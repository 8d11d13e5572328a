//! Startup schema bootstrap.
//!
//! Prefers versioned migrations; when none are registered the schema is
//! created straight from the entity model. Failures come back as values so
//! the caller decides whether startup continues.

use std::fmt;
use std::str::FromStr;

use migration::MigratorTrait;
use sea_orm::sea_query::TableCreateStatement;
use sea_orm::{ConnectionTrait, DatabaseConnection, DbErr, Schema};
use thiserror::Error;
use tracing::{info, warn};

/// Entity model used when there are no migrations to apply.
pub trait ModelSchema {
    fn create_tables(schema: &Schema) -> Vec<TableCreateStatement>;
}

#[derive(Debug, Clone, Copy, PartialEq, Eq)]
pub enum BootstrapOutcome {
    /// Migrations ran; `applied` is 0 when the schema was already current.
    Migrated { applied: usize },
    /// No migrations registered; tables were created if missing.
    Created { tables: usize },
}

#[derive(Debug, Clone, Copy, PartialEq, Eq)]
pub enum BootstrapStage {
    Inspect,
    Migrate,
    Create,
}

impl fmt::Display for BootstrapStage {
    fn fmt(&self, f: &mut fmt::Formatter<'_>) -> fmt::Result {
        f.write_str(match self {
            BootstrapStage::Inspect => "inspect",
            BootstrapStage::Migrate => "migrate",
            BootstrapStage::Create => "create",
        })
    }
}

#[derive(Debug, Error)]
#[error("schema bootstrap failed during {stage}: {source}")]
pub struct BootstrapError {
    pub stage: BootstrapStage,
    #[source]
    pub source: DbErr,
}

impl BootstrapError {
    fn at(stage: BootstrapStage) -> impl FnOnce(DbErr) -> Self {
        move |source| Self { stage, source }
    }
}

/// What startup does when the bootstrap fails.
#[derive(Debug, Clone, Copy, PartialEq, Eq, Default)]
pub enum BootstrapPolicy {
    /// Log the failure and keep booting.
    #[default]
    Lenient,
    /// Abort startup.
    Strict,
}

impl FromStr for BootstrapPolicy {
    type Err = String;

    fn from_str(s: &str) -> Result<Self, Self::Err> {
        match s.trim().to_ascii_lowercase().as_str() {
            "lenient" => Ok(Self::Lenient),
            "strict" => Ok(Self::Strict),
            other => Err(format!(
                "unknown bootstrap policy '{other}' (expected lenient | strict)"
            )),
        }
    }
}

impl BootstrapPolicy {
    /// Apply the policy to a bootstrap result. `Ok(None)` means the failure was tolerated.
    pub fn enforce(
        self,
        result: Result<BootstrapOutcome, BootstrapError>,
    ) -> Result<Option<BootstrapOutcome>, BootstrapError> {
        match (self, result) {
            (_, Ok(outcome)) => Ok(Some(outcome)),
            (BootstrapPolicy::Lenient, Err(e)) => {
                warn!(
                    stage = %e.stage,
                    error = %e.source,
                    "bootstrap=failed policy=lenient continuing without a verified schema"
                );
                Ok(None)
            }
            (BootstrapPolicy::Strict, Err(e)) => Err(e),
        }
    }
}

/// Make sure the schema exists: apply pending migrations of `M`, or create
/// the tables of `S` when `M` has none. Safe to call repeatedly.
pub async fn bootstrap_schema<M, S>(
    conn: &DatabaseConnection,
) -> Result<BootstrapOutcome, BootstrapError>
where
    M: MigratorTrait,
    S: ModelSchema,
{
    let backend = conn.get_database_backend();
    info!("bootstrap=start backend={:?}", backend);

    let outcome = if M::migrations().is_empty() {
        let schema = Schema::new(backend);
        let statements = S::create_tables(&schema);
        let tables = statements.len();
        for mut stmt in statements {
            stmt.if_not_exists();
            conn.execute(backend.build(&stmt))
                .await
                .map_err(BootstrapError::at(BootstrapStage::Create))?;
        }
        BootstrapOutcome::Created { tables }
    } else {
        let pending = M::get_pending_migrations(conn)
            .await
            .map_err(BootstrapError::at(BootstrapStage::Inspect))?
            .len();
        if pending > 0 {
            M::up(conn, None)
                .await
                .map_err(BootstrapError::at(BootstrapStage::Migrate))?;
        }
        BootstrapOutcome::Migrated { applied: pending }
    };

    info!("bootstrap=ready outcome={:?}", outcome);
    Ok(outcome)
}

### WORK TO BE COMPLETED
Say how many lines of the records include the string "BootstrapOutcome"; the number alone is enough.

### ANSWER TO THE PROBLEM
6